Re: IO regression after ab8fabd46f on x86 kernels with high memory

2013-04-29 Thread Pierre-Loup A. Griffais

On 04/26/2013 07:42 PM, Johannes Weiner wrote:

On Fri, Apr 26, 2013 at 09:53:56PM -0400, Rik van Riel wrote:

On 04/26/2013 07:44 PM, Pierre-Loup A. Griffais wrote:

I initially observed this between kernels 3.2 and 3.5: on 3.2, copying a
180M shared object on the same ext4 filesystem takes 0.6s. On 3.5, it
takes between two and three minutes. It looks like a similar throughput
regression happens on any machine running an i386 PAE kernel with high
amounts of memory; the threshold seems to be 16G; passing mem=15G to the
kernel commandline fixes it.


If you have that much memory in the system, you will
want to run a 64 bit kernel to avoid all kinds of
memory management corner cases.


Agreed.  You can even keep your 32 bit userland, just swap the
kernel...


I bisected it to the following change:

commit ab8fabd46f811d5153d8a0cd2fac9a0d41fb593d
Author: Johannes Weiner jwei...@redhat.com
Date:   Tue Jan 10 15:07:42 2012 -0800

 mm: exclude reserved pages from dirtyable memory

I realize running x86 kernels against high amounts of memory is not
advised for various reasons, but I would assume that such a big
regression in basic functionality to not be part of them. Is that
accurate, or are these configurations expected to become unusable from
3.3 onwards?


Reverting that patch would probably break i686 PAE systems with
lots of memory at a different threshold.


It would also re-introduce the reclaim stalls when zones with very
little page cache due to lowmem reserves end up with a large
percentage of their LRU dirty.  And that affects modern machines too,
because of the lowmem reserves in DMA32 due to relatively bigger
Normal zones.

On such large highmem machines, however, the imbalance between highmem
and lowmem is so enormous that the lowmem reserves basically exclude
all of lowmem from page cache usage.

But because dirty highmem creates lowmem pressure, and the amount of
sanely allowable dirty memory is actually a function of lowmem, not
highmem, highmem is not included in the amount of dirtyable memory.
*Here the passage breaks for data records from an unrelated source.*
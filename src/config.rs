//! Configuration management for Quill.
//!
//! Handles loading configuration from a TOML file: LLM provider settings
//! and console behavior such as a startup script.

use crate::error::{QuillError, Result};
use serde::{Deserialize, Serialize};
use std::path::{Path, PathBuf};

/// Main configuration structure for Quill.
#[derive(Debug, Clone, Serialize, Deserialize, Default)]
pub struct Config {
    /// LLM provider configuration.
    #[serde(default)]
    pub llm: LlmConfig,

    /// Console behavior.
    #[serde(default)]
    pub console: ConsoleConfig,
}

/// LLM provider configuration.
#[derive(Debug, Clone, Serialize, Deserialize)]
pub struct LlmConfig {
    /// LLM provider: "openai", "ollama", or "mock".
    #[serde(default = "default_provider")]
    pub provider: String,

    /// Model name (e.g., "gpt-4o-mini", "llama3.2:3b").
    #[serde(default = "default_model")]
    pub model: String,

    /// Endpoint override for compatible servers or remote Ollama.
    #[serde(default)]
    pub base_url: Option<String>,

    /// Environment variable holding the API key (default OPENAI_API_KEY).
    #[serde(default)]
    pub api_key_env: Option<String>,

    /// Request timeout override in seconds.
    #[serde(default)]
    pub timeout_secs: Option<u64>,
}

fn default_provider() -> String {
    "openai".to_string()
}

fn default_model() -> String {
    "gpt-4o-mini".to_string()
}

impl Default for LlmConfig {
    fn default() -> Self {
        Self {
            provider: default_provider(),
            model: default_model(),
            base_url: None,
            api_key_env: None,
            timeout_secs: None,
        }
    }
}

/// Console behavior configuration.
#[derive(Debug, Clone, Serialize, Deserialize, Default)]
pub struct ConsoleConfig {
    /// Script executed before the first prompt.
    #[serde(default)]
    pub startup_script: Option<PathBuf>,
}

impl Config {
    /// Returns the default config file path for the current platform.
    pub fn default_path() -> PathBuf {
        dirs::config_dir()
            .unwrap_or_else(|| PathBuf::from("."))
            .join("quill")
            .join("config.toml")
    }

    /// Loads configuration from a TOML file.
    ///
    /// A missing file yields the defaults; a malformed file is an error.
    pub fn load_from_file(path: &Path) -> Result<Self> {
        if !path.exists() {
            return Ok(Self::default());
        }

        let content = std::fs::read_to_string(path)
            .map_err(|e| QuillError::config(format!("Failed to read config file: {e}")))?;

        Self::parse_toml(&content, path)
    }

    /// Parses configuration from a TOML string.
    fn parse_toml(content: &str, path: &Path) -> Result<Self> {
        toml::from_str(content).map_err(|e| {
            QuillError::config(format!(
                "Configuration error in {}:\n  {}",
                path.display(),
                e
            ))
        })
    }
}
So because your lowmem is not available for page cache and highmem is
not considered dirtyable out of the box, the amount of dirtyable
memory on your machine is 0.  You can workaround this by setting
vm.highmem_is_dirtyable=1.


I understand the technical concerns; we had some existing issues on 3.2 
with 24/32GB machines where the kernel would start erroneously 
OOM-killing new processes after a while; booting with mem=16G solved 
that. But now this goes a level further, since the machine is unusable 
upfront, right at boot, even with mem=16G. As such this is clearly seems 
like a regression more than a tradeoff.


We're in a situation where popular distros ship 32-bit as the default 
use this if you're not sure what to get option, with PAE also enabled 
by default. most modern computers shipping with more than 16G of RAM, 
especially for gaming. Looking at the Steam HW survey data we have 
hundreds of users using this combination; this commit means that 
installing package updates that pull in a new kernel will immediately 
cause their system to become unusable.


Other than this particular concern, what's the high-level take-away? Is 
PAE support in the Linux kernel a false promise than distros should not 
be shipping by default, if at all? Should it be removed from the kernel 
entirely if these configurations are knowingly broken by commits like this?


Thanks,
 - Pierre-Loup


--
To unsubscribe from this list: send the line unsubscribe linux-kernel in
the body of a message to majord...@vger.kernel.org
More majordomo info at  http://vger.kernel.org/majordomo-info.html
Please read the FAQ at  http://www.tux.org/lkml/


Re: IO regression after ab8fabd46f on x86 kernels with high memory

2013-04-29 Thread Rik van Riel

On 04/29/2013 06:03 PM, Linus Torvalds wrote:


Seriously, you can compile yourself a 64-bit kernel and continue to
use your 32-bit user-land. And you can complain to whatever distro you
used that it didn't do that in the first place. But we're not going to
bother with trying to tune PAE for some particular load. It's just not
worth it to anybody.


I can think of one way to tune PAE that will help
avoid the breakage, and at the same time draw the
attention of users.

Limit the memory that a 32 bit PAE kernel uses, to
something small enough where the user will not
encounter random breakage.  Maybe 8 or 12GB?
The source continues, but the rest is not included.